19841984. Photos © Shane Reid

Unlike the Winston of Orwell’s novel, whose fears and frustrations are mostly internalised “thought crimes,” he vocalises them in this play adapted and directed by Robert Icke and Duncan Macmillan. A theatrical necessity, this would be implausible amid constant, intrusive surveillance, including a Stasi-like atmosphere of mutual surveillance, but there’s a growing sense that Winston’s reality is unreliable. Played with skittish intensity by Tom Conroy, this is a man in a state of psychosis.

Does he really shout “Down with Big Brother” while surrounded by his co-workers? Is the reading group that bookends the play really assessing Winston’s journal years in the future, or does he just imagine them? The voiceover, the scenes of déjà vu, and comments that presage the future increasingly suggest that everything played out may actually be his warped recollections from inside a torture chamber: Room 101.

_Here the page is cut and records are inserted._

use proc_macro2::{Span, TokenStream};
use quote::{ToTokens, quote};
use syn::meta::ParseNestedMeta;
use syn::parse::{Parse, ParseStream};
use syn::spanned::Spanned;
use syn::{Attribute, LitChar, LitStr, Token};

use crate::error::Errors;

pub fn wrap_anon_item(tts: impl ToTokens) -> TokenStream {
    quote! {
        const _: () = {
            use ::argscan::__private as __rt;
            #tts
        };
    }
}

trait OptionExt<T> {
    fn set_once(&mut self, errs: &mut Errors, span: Span, v: T);
}
impl<T> OptionExt<T> for Option<T> {
    fn set_once(&mut self, errs: &mut Errors, span: Span, v: T) {
        if self.is_none() {
            *self = Some(v);
        } else {
            errs.push(span, "duplicated attribute");
        }
    }
}

/// `key` or `key = VALUE`.
pub enum Override<T> {
    Inherit,
    Explicit(T),
}

impl<T: Parse> Parse for Override<T> {
    fn parse(input: ParseStream) -> syn::Result<Self> {
        Ok(if input.peek(Token![=]) {
            input.parse::<Token![=]>()?;
            Self::Explicit(input.parse()?)
        } else {
            Self::Inherit
        })
    }
}

#[derive(Clone, Copy, PartialEq)]
pub enum ArityMeta {
    Flag,
    One,
    Many,
}

/// Variant `#[opt]` and doc-comments for `derive(Options)`.
pub struct OptMeta {
    pub short: Option<Override<LitChar>>,
    pub long: Option<Override<LitStr>>,
    /// The span of `value`/`values`, if present.
    pub arity: (ArityMeta, Option<Span>),
    pub help: Option<String>,
}

impl OptMeta {
    pub fn parse_attrs(attrs: &[Attribute], errs: &mut Errors) -> Self {
        let mut this = Self { short: None, long: None, arity: (ArityMeta::Flag, None), help: None };
        let mut doc = String::new();
        for attr in attrs {
            if attr.path().is_ident("doc") {
                collect_doc_line(&mut doc, attr, errs);
            } else if attr.path().is_ident("opt") {
                let ret = attr.parse_nested_meta(|meta| this.parse_update(&meta, errs));
                errs.try_syn(ret);
            }
        }
        let doc = doc.trim_ascii_end();
        if !doc.is_empty() {
            this.help = Some(doc.to_owned());
        }
        this
    }

    fn parse_update(&mut self, meta: &ParseNestedMeta<'_>, errs: &mut Errors) -> syn::Result<()> {
        let path = &meta.path;
        let span = path.span();
        if path.is_ident("short") {
            self.short.set_once(errs, span, meta.input.parse()?);
        } else if path.is_ident("long") {
            self.long.set_once(errs, span, meta.input.parse()?);
        } else if path.is_ident("value") || path.is_ident("values") {
            let arity = if path.is_ident("value") { ArityMeta::One } else { ArityMeta::Many };
            if self.arity.1.is_some() {
                errs.push(span, "duplicated attribute");
            }
            self.arity = (arity, Some(span));
        } else {
            emit_error!(errs, path, "unknown attribute");
        }
        Ok(())
    }
}

/// Only the first paragraph of doc-comments is kept, joined by spaces.
fn collect_doc_line(out: &mut String, attr: &Attribute, errs: &mut Errors) {
    let syn::Meta::NameValue(m) = &attr.meta else { return };
    let syn::Expr::Lit(syn::ExprLit { lit: syn::Lit::Str(s), .. }) = &m.value else {
        emit_error!(errs, m.value, "only literal doc comment is supported yet");
        return;
    };
    let s = s.value();
    let s = s.trim_ascii();
    if s.is_empty() {
        // Paragraph break. Later lines are ignored by marking the end.
        if !out.is_empty() && !out.ends_with('\n') {
            out.push('\n');
        }
    } else if !out.ends_with('\n') {
        if !out.is_empty() {
            out.push(' ');
        }
        out.push_str(s);
    }
}
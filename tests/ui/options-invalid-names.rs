#[derive(argscan::Options)]
enum Opt {
    #[opt(long = "")]
    LongEmpty,
    #[opt(long = "-foo")]
    LongDash,
    #[opt(long = "a=b")]
    LongEq,

    #[opt(short = '-')]
    ShortDash,
    #[opt(short = ' ')]
    ShortSpace,
    #[opt(short = '\0')]
    ShortControl,
}

fn main() {}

Paul Blackwell, Terence Crawford and Tom Conroy in 1984Paul Blackwell, Terence Crawford, Tom Conroy

Underlining this notion is the sudden darkness, intense, strobing light, and loud, jarring sounds between scenes. These muted versions of actual torture techniques provoke a visceral sense of unease in the audience. When Chloe Lamford’s primary set is rapidly dismantled by masked military – a shocking expression of the destruction of Winston’s clandestine life with Julia – the stage is transformed into Room 101. This bare, pale grey, brightly lit space is an unnervingly soulless setting for Winston’s gory torture.

His blood, an illicit chocolate wrapper and the red dress Julia secretly wears all pop amid the washed-out colour scheme of a society in which beauty and difference, as well as truth and nuanced language, are rapidly being expunged. Lamford’s costumes are the epitome of dreary.

Tom Conroy and Ursula Mills in 1984Tom Conroy and Ursula Mills

The cast of eight, directed by Corey McMahon for this Australian tour, also make dreary a virtue playing characters whose personalities are flattened out under surveillance. Ursula Mills is suitably rigid and cold as Julia, but lacks conviction in her moments of freedom with Winston (Is this intentional? After all, Orwell wrote her rather two-dimensionally). Terence Crawford’s O’Brien is suitably chilling and, as Parsons, Paul Blackwell evokes Jim Broadbent’s befuddled father in the Bridget Jones films.

Even though 1984 is a familiar story, this production disturbs and surprises anew. It delivers fresh perspectives on the novel’s reality, and reminds us how timeless, and one might now say, timely, Orwell’s insights are. Several lines of dialogue have an unsettling ring of truth, such as the population never looking away from their screens long enough to realise what’s actually going on.


1984 is at the Comedy Theatre, Melbourne, until June 10, before moving on to Brisbane (June 14-18), Sydney (June 28-July 22), Canberra (July 25-29) and Perth (August 4-13).